=== What the task requires ===
Search the entries below for "SaveLoadoutRequest". Report each line where it occurs.

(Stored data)
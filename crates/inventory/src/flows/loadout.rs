//! Save-loadout: apply a batch of loadout/equipment config changes.
//!
//! The request is a JSON object whose keys name sections. Each section is
//! parsed into a [`LoadoutSection`] before anything is applied, so a malformed
//! section rejects the whole request untouched.

use indexmap::IndexMap;
use serde::de::DeserializeOwned;
use serde_json::Value as JsonValue;

use hearth_core::{DomainError, DomainResult, Oid};

use crate::equipment::{EquipmentCategory, ItemConfig};
use crate::inventory::{Inventory, OperatorConfig};
use crate::loadout::{Loadout, LoadoutConfigPayload, LoadoutSlot, NewIdAllocation};
use crate::primitives::merge_loadout_config;

/// Raw request body, keys in client order.
pub type SaveLoadoutRequest = IndexMap<String, JsonValue>;

/// Operator-style loadout lists stored on the inventory.
#[derive(Debug, Copy, Clone, PartialEq, Eq)]
pub enum OperatorLoadoutKind {
    Operator,
    AdultOperator,
    Kahl,
}

/// One parsed section of a save-loadout request.
#[derive(Debug, Clone, PartialEq)]
pub enum LoadoutSection {
    OperatorLoadouts(OperatorLoadoutKind, IndexMap<String, OperatorConfig>),
    LoadOuts(IndexMap<LoadoutSlot, IndexMap<String, LoadoutConfigPayload>>),
    CurrentLoadOutIds(Vec<Oid>),
    EquippedGear(Vec<String>),
    EquippedEmotes(Vec<String>),
    UseAdultOperatorLoadout(bool),
    /// Item id → config index → config.
    ItemConfigs(EquipmentCategory, IndexMap<String, IndexMap<String, ItemConfig>>),
    ValidNewLoadoutId,
    Unknown(String),
}

fn section_value<T: DeserializeOwned>(key: &str, value: JsonValue) -> DomainResult<T> {
    serde_json::from_value(value)
        .map_err(|e| DomainError::validation(format!("malformed loadout section {key}: {e}")))
}

impl LoadoutSection {
    pub fn parse(key: &str, value: JsonValue) -> DomainResult<Self> {
        let section = match key {
            "OperatorLoadOuts" => Self::OperatorLoadouts(OperatorLoadoutKind::Operator, section_value(key, value)?),
            "AdultOperatorLoadOuts" => {
                Self::OperatorLoadouts(OperatorLoadoutKind::AdultOperator, section_value(key, value)?)
            }
            "KahlLoadOuts" => Self::OperatorLoadouts(OperatorLoadoutKind::Kahl, section_value(key, value)?),
            "LoadOuts" => Self::LoadOuts(section_value(key, value)?),
            "CurrentLoadOutIds" => Self::CurrentLoadOutIds(section_value(key, value)?),
            "EquippedGear" => Self::EquippedGear(section_value(key, value)?),
            "EquippedEmotes" => Self::EquippedEmotes(section_value(key, value)?),
            "UseAdultOperatorLoadout" => Self::UseAdultOperatorLoadout(section_value(key, value)?),
            "ValidNewLoadoutId" => Self::ValidNewLoadoutId,
            other => match EquipmentCategory::from_key(other) {
                Some(category) => Self::ItemConfigs(category, section_value(key, value)?),
                None => Self::Unknown(other.to_string()),
            },
        };
        Ok(section)
    }
}

/// Parse every non-empty section of a request, in request order.
pub fn parse_sections(request: SaveLoadoutRequest) -> DomainResult<Vec<LoadoutSection>> {
    request
        .into_iter()
        .filter(|(_, value)| !is_empty_object(value))
        .map(|(key, value)| LoadoutSection::parse(&key, value))
        .collect()
}

fn is_empty_object(value: &JsonValue) -> bool {
    value.as_object().is_some_and(|o| o.is_empty())
}

/// Result of a save.
#[derive(Debug, Clone, Default, PartialEq, Eq)]
pub struct SaveLoadoutOutcome {
    /// Fresh id minted for sentinel configs, if any.
    pub new_loadout_id: Option<Oid>,
    /// Whether the loadout aggregate was modified and must be saved.
    pub loadout_changed: bool,
}

fn parse_id(raw: &str) -> DomainResult<Oid> {
    raw.parse()
}

/// Apply parsed sections to the inventory and (for `LoadOuts`) the loadout.
///
/// `loadout` is only required when a `LoadOuts` section is present.
pub fn save_loadout(
    inventory: &mut Inventory,
    mut loadout: Option<&mut Loadout>,
    sections: Vec<LoadoutSection>,
) -> DomainResult<SaveLoadoutOutcome> {
    let mut outcome = SaveLoadoutOutcome::default();
    let mut allocation = NewIdAllocation::new();

    for section in sections {
        match section {
            LoadoutSection::OperatorLoadouts(kind, configs) => {
                let target = match kind {
                    OperatorLoadoutKind::Operator => &mut inventory.operator_loadouts,
                    OperatorLoadoutKind::AdultOperator => &mut inventory.adult_operator_loadouts,
                    OperatorLoadoutKind::Kahl => &mut inventory.kahl_loadouts,
                };
                for (raw_id, config) in configs {
                    let id = parse_id(&raw_id)?;
                    match target.get_mut(&id) {
                        Some(existing) => existing.fields.extend(config.fields),
                        None => {
                            target.insert(config);
                        }
                    }
                }
            }
            LoadoutSection::LoadOuts(slots) => {
                let loadout = loadout
                    .as_deref_mut()
                    .ok_or_else(|| DomainError::not_found("loadout"))?;
                for (slot, configs) in slots {
                    for (raw_id, payload) in configs {
                        let slot_id = parse_id(&raw_id)?;
                        if let Some(id) = merge_loadout_config(loadout, slot, slot_id, payload, &mut allocation) {
                            outcome.new_loadout_id = Some(id);
                        }
                    }
                }
                outcome.loadout_changed = true;
            }
            LoadoutSection::CurrentLoadOutIds(ids) => inventory.current_loadout_ids = ids,
            LoadoutSection::EquippedGear(gear) => inventory.equipped_gear = gear,
            LoadoutSection::EquippedEmotes(emotes) => inventory.equipped_emotes = emotes,
            LoadoutSection::UseAdultOperatorLoadout(flag) => inventory.use_adult_operator_loadout = flag,
            LoadoutSection::ItemConfigs(category, items) => {
                tracing::debug!(%category, items = items.len(), "item configs saved");
                for (raw_id, configs) in items {
                    let id = parse_id(&raw_id)?;
                    let item = inventory
                        .equipment
                        .find_mut(category, &id)
                        .ok_or_else(|| DomainError::not_found(format!("{category} item {id}")))?;
                    for (raw_index, config) in configs {
                        let index: usize = raw_index.parse().map_err(|_| {
                            DomainError::validation(format!("config index {raw_index} is not a number"))
                        })?;
                        item.set_config(index, config)?;
                    }
                }
            }
            LoadoutSection::ValidNewLoadoutId => {}
            LoadoutSection::Unknown(key) => {
                tracing::warn!(category = %key, "loadout category not implemented, changes ignored");
            }
        }
    }

    Ok(outcome)
}

#[cfg(test)]
mod tests {
    use super::*;
    use crate::equipment::EquipmentItem;
    use hearth_core::AccountId;
    use serde_json::json;

    fn request(value: JsonValue) -> SaveLoadoutRequest {
        serde_json::from_value(value).unwrap()
    }

    fn apply(
        inventory: &mut Inventory,
        loadout: Option<&mut Loadout>,
        value: JsonValue,
    ) -> DomainResult<SaveLoadoutOutcome> {
        save_loadout(inventory, loadout, parse_sections(request(value))?)
    }

    #[test]
    fn empty_sections_and_unknown_keys_are_skipped() {
        let sections = parse_sections(request(json!({
            "LoadOuts": {},
            "ValidNewLoadoutId": "ffffffffffffffffffffffff",
            "Ships": { "a": 1 },
        })))
        .unwrap();

        assert_eq!(
            sections,
            vec![
                LoadoutSection::ValidNewLoadoutId,
                LoadoutSection::Unknown("Ships".into())
            ]
        );
    }

    #[test]
    fn sentinel_configs_share_one_new_id_across_slots() {
        let mut inventory = Inventory::new(AccountId::new());
        let mut loadout = Loadout::new(inventory.account_owner_id);

        let outcome = apply(
            &mut inventory,
            Some(&mut loadout),
            json!({
                "LoadOuts": {
                    "NORMAL": {
                        "ffffffffffffffffffffffff": {
                            "ItemId": { "$oid": "ffffffffffffffffffffffff" },
                            "PresetIcon": "a"
                        }
                    },
                    "ARCHWING": {
                        "ffffffffffffffffffffffff": {
                            "ItemId": { "$oid": "ffffffffffffffffffffffff" },
                            "PresetIcon": "b"
                        }
                    },
                    "SENTINEL": {}
                }
            }),
        )
        .unwrap();

        let id = outcome.new_loadout_id.unwrap();
        assert!(outcome.loadout_changed);
        assert!(loadout.slot(LoadoutSlot::Normal).unwrap().contains(&id));
        assert!(loadout.slot(LoadoutSlot::Archwing).unwrap().contains(&id));
        assert!(loadout.slot(LoadoutSlot::Sentinel).is_none());
    }

    #[test]
    fn loadouts_section_requires_a_loadout() {
        let mut inventory = Inventory::new(AccountId::new());
        let err = apply(
            &mut inventory,
            None,
            json!({ "LoadOuts": { "NORMAL": { "5f1d2c3b4a5968778695a4b3": { "ItemId": "5f1d2c3b4a5968778695a4b3" } } } }),
        )
        .unwrap_err();
        assert!(err.is_not_found());
    }

    #[test]
    fn operator_loadout_inserts_then_merges_fields() {
        let mut inventory = Inventory::new(AccountId::new());
        let id = "5f1d2c3b4a5968778695a4b3";

        apply(
            &mut inventory,
            None,
            json!({ "OperatorLoadOuts": { id: { "ItemId": { "$oid": id }, "Skins": ["a"], "Upgrades": [] } } }),
        )
        .unwrap();
        apply(
            &mut inventory,
            None,
            json!({ "OperatorLoadOuts": { id: { "ItemId": { "$oid": id }, "Skins": ["b"] } } }),
        )
        .unwrap();

        let oid: Oid = id.parse().unwrap();
        let config = inventory.operator_loadouts.get(&oid).unwrap();
        assert_eq!(inventory.operator_loadouts.len(), 1);
        assert_eq!(config.fields["Skins"], json!(["b"]));
        assert_eq!(config.fields["Upgrades"], json!([]));
    }

    #[test]
    fn item_configs_are_written_by_index() {
        let mut inventory = Inventory::new(AccountId::new());
        let item = EquipmentItem::acquire("/Lotus/Powersuits/Mag/Mag");
        let id = item.item_id;
        inventory.equipment.get_mut(EquipmentCategory::Suits).insert(item);

        apply(
            &mut inventory,
            None,
            json!({
                "Suits": { id.to_hex(): { "2": { "Skins": ["x"] } } },
                "EquippedGear": ["/Lotus/Types/Items/Gear/Scanner"],
                "UseAdultOperatorLoadout": true
            }),
        )
        .unwrap();

        let saved = inventory.equipment.find(EquipmentCategory::Suits, &id).unwrap();
        assert_eq!(saved.configs.len(), 3);
        assert_eq!(saved.configs[2]["Skins"], json!(["x"]));
        assert_eq!(inventory.equipped_gear, vec!["/Lotus/Types/Items/Gear/Scanner".to_string()]);
        assert!(inventory.use_adult_operator_loadout);
    }

    #[test]
    fn out_of_range_config_index_is_a_validation_error() {
        let mut inventory = Inventory::new(AccountId::new());
        let item = EquipmentItem::acquire("/Lotus/Powersuits/Mag/Mag");
        let id = item.item_id;
        inventory.equipment.get_mut(EquipmentCategory::Suits).insert(item);

        for raw_index in ["18446744073709551615", "4000000000", "16"] {
            let err = apply(
                &mut inventory,
                None,
                json!({ "Suits": { id.to_hex(): { raw_index: { "Skins": ["x"] } } } }),
            )
            .unwrap_err();
            assert!(matches!(err, DomainError::Validation(_)), "index {raw_index}");
        }

        let saved = inventory.equipment.find(EquipmentCategory::Suits, &id).unwrap();
        assert!(saved.configs.is_empty());
    }

    #[test]
    fn config_for_missing_item_is_not_found() {
        let mut inventory = Inventory::new(AccountId::new());
        let err = apply(
            &mut inventory,
            None,
            json!({ "LongGuns": { "5f1d2c3b4a5968778695a4b3": { "0": {} } } }),
        )
        .unwrap_err();
        assert!(err.is_not_found());
    }
}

=== Result ===
pub type SaveLoadoutRequest = IndexMap<String, JsonValue>;
pub fn parse_sections(request: SaveLoadoutRequest) -> DomainResult<Vec<LoadoutSection>> {
    fn request(value: JsonValue) -> SaveLoadoutRequest {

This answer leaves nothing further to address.